Task instructions> Every line in the data below that includes "impl" belongs in the answer, copied as it stands.
= = = = =
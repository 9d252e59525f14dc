use crate::types::Segment;

/// Merge consecutive segments into chunks spanning at most `window_seconds`.
///
/// Greedy single pass: a segment is absorbed into the open chunk while its
/// end stays within the window measured from the chunk's start; the first
/// segment that falls outside closes the chunk and opens the next one.
/// Decisions are never revisited.
pub fn merge_segments(segments: &[Segment], window_seconds: f64) -> Vec<Segment> {
    let Some(first) = segments.first() else {
        return Vec::new();
    };

    let mut merged = Vec::new();
    let mut chunk_start = first.start;
    let mut chunk_end = first.end;
    let mut chunk_texts = vec![first.text.as_str()];

    for seg in &segments[1..] {
        if seg.end - chunk_start <= window_seconds {
            chunk_end = seg.end;
            chunk_texts.push(seg.text.as_str());
        } else {
            merged.push(Segment {
                start: chunk_start,
                end: chunk_end,
                text: chunk_texts.join(" "),
            });
            chunk_start = seg.start;
            chunk_end = seg.end;
            chunk_texts = vec![seg.text.as_str()];
        }
    }
    merged.push(Segment {
        start: chunk_start,
        end: chunk_end,
        text: chunk_texts.join(" "),
    });

    merged
}
use std::{
    hash::{DefaultHasher, Hash, Hasher},
    path::{Path, PathBuf},
};

/// Root directory for everything the digester caches.
pub fn get_root_cache_dir() -> PathBuf {
    dirs::cache_dir()
        .unwrap_or_else(|| PathBuf::from("/tmp"))
        .join("konspekt")
}

/// Per-video cache directory, keyed by a stable hash of the URL so repeated
/// runs against the same video land in the same place.
pub fn get_cache_dir(url: &str) -> PathBuf {
    let mut hasher = DefaultHasher::new();
    url.hash(&mut hasher);
    get_root_cache_dir().join(hasher.finish().to_string())
}

pub fn get_frames_dir(cache_dir: &Path) -> PathBuf {
    cache_dir.join("frames")
}

pub fn get_transcript_path(cache_dir: &Path) -> PathBuf {
    cache_dir.join("transcript.json")
}
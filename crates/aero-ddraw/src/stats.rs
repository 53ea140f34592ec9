use std::sync::atomic::{AtomicU64, Ordering};

use crate::blit::CopyPath;

/// Counters for the binding engine.
///
/// Cheap to bump from inside the runtime lock and readable from any thread through a shared
/// handle.
#[derive(Debug, Default)]
pub struct BindingStats {
    allocations: AtomicU64,
    releases: AtomicU64,
    invalidations: AtomicU64,
    uploads: AtomicU64,
    skipped_uploads: AtomicU64,
    downloads: AtomicU64,
    contiguous_copies: AtomicU64,
    row_by_row_copies: AtomicU64,
    converted_copies: AtomicU64,
    format_fallbacks: AtomicU64,
}

impl BindingStats {
    pub fn new() -> Self {
        Self::default()
    }

    pub fn inc_allocations(&self) {
        self.allocations.fetch_add(1, Ordering::Relaxed);
    }

    pub fn inc_releases(&self) {
        self.releases.fetch_add(1, Ordering::Relaxed);
    }

    pub fn inc_invalidations(&self) {
        self.invalidations.fetch_add(1, Ordering::Relaxed);
    }

    pub fn inc_uploads(&self) {
        self.uploads.fetch_add(1, Ordering::Relaxed);
    }

    pub fn inc_skipped_uploads(&self) {
        self.skipped_uploads.fetch_add(1, Ordering::Relaxed);
    }

    pub fn inc_downloads(&self) {
        self.downloads.fetch_add(1, Ordering::Relaxed);
    }

    pub fn inc_format_fallbacks(&self) {
        self.format_fallbacks.fetch_add(1, Ordering::Relaxed);
    }

    pub fn record_copy(&self, path: CopyPath) {
        let counter = match path {
            CopyPath::Contiguous => &self.contiguous_copies,
            CopyPath::RowByRow => &self.row_by_row_copies,
            CopyPath::Converted => &self.converted_copies,
        };
        counter.fetch_add(1, Ordering::Relaxed);
    }

    pub fn snapshot(&self) -> BindingStatsSnapshot {
        BindingStatsSnapshot {
            allocations: self.allocations.load(Ordering::Relaxed),
            releases: self.releases.load(Ordering::Relaxed),
            invalidations: self.invalidations.load(Ordering::Relaxed),
            uploads: self.uploads.load(Ordering::Relaxed),
            skipped_uploads: self.skipped_uploads.load(Ordering::Relaxed),
            downloads: self.downloads.load(Ordering::Relaxed),
            contiguous_copies: self.contiguous_copies.load(Ordering::Relaxed),
            row_by_row_copies: self.row_by_row_copies.load(Ordering::Relaxed),
            converted_copies: self.converted_copies.load(Ordering::Relaxed),
            format_fallbacks: self.format_fallbacks.load(Ordering::Relaxed),
        }
    }

    /// Returns a JSON object as a string.
    pub fn to_json(&self) -> String {
        self.snapshot().to_json()
    }
}

#[derive(Debug, Clone, Copy, Default, PartialEq, Eq)]
pub struct BindingStatsSnapshot {
    pub allocations: u64,
    pub releases: u64,
    pub invalidations: u64,
    pub uploads: u64,
    pub skipped_uploads: u64,
    pub downloads: u64,
    pub contiguous_copies: u64,
    pub row_by_row_copies: u64,
    pub converted_copies: u64,
    pub format_fallbacks: u64,
}

impl BindingStatsSnapshot {
    pub fn to_json(self) -> String {
        format!(
            "{{\"allocations\":{},\"releases\":{},\"invalidations\":{},\"uploads\":{},\"skipped_uploads\":{},\"downloads\":{},\"copies\":{{\"contiguous\":{},\"row_by_row\":{},\"converted\":{}}},\"format_fallbacks\":{}}}",
            self.allocations,
            self.releases,
            self.invalidations,
            self.uploads,
            self.skipped_uploads,
            self.downloads,
            self.contiguous_copies,
            self.row_by_row_copies,
            self.converted_copies,
            self.format_fallbacks,
        )
    }
}

#[cfg(test)]
mod tests {
    use super::*;

    #[test]
    fn stats_json_contains_counters() {
        let stats = BindingStats::new();
        stats.inc_allocations();
        stats.inc_allocations();
        stats.inc_skipped_uploads();
        stats.record_copy(CopyPath::RowByRow);
        stats.record_copy(CopyPath::Converted);
        let json = stats.to_json();
        assert!(json.contains("\"allocations\":2"));
        assert!(json.contains("\"skipped_uploads\":1"));
        assert!(json.contains("\"row_by_row\":1"));
        assert!(json.contains("\"contiguous\":0"));
        assert!(json.contains("\"converted\":1"));
        assert_eq!(stats.snapshot().row_by_row_copies, 1);
    }
}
= = = = =
Exercise response>
impl BindingStats {
impl BindingStatsSnapshot {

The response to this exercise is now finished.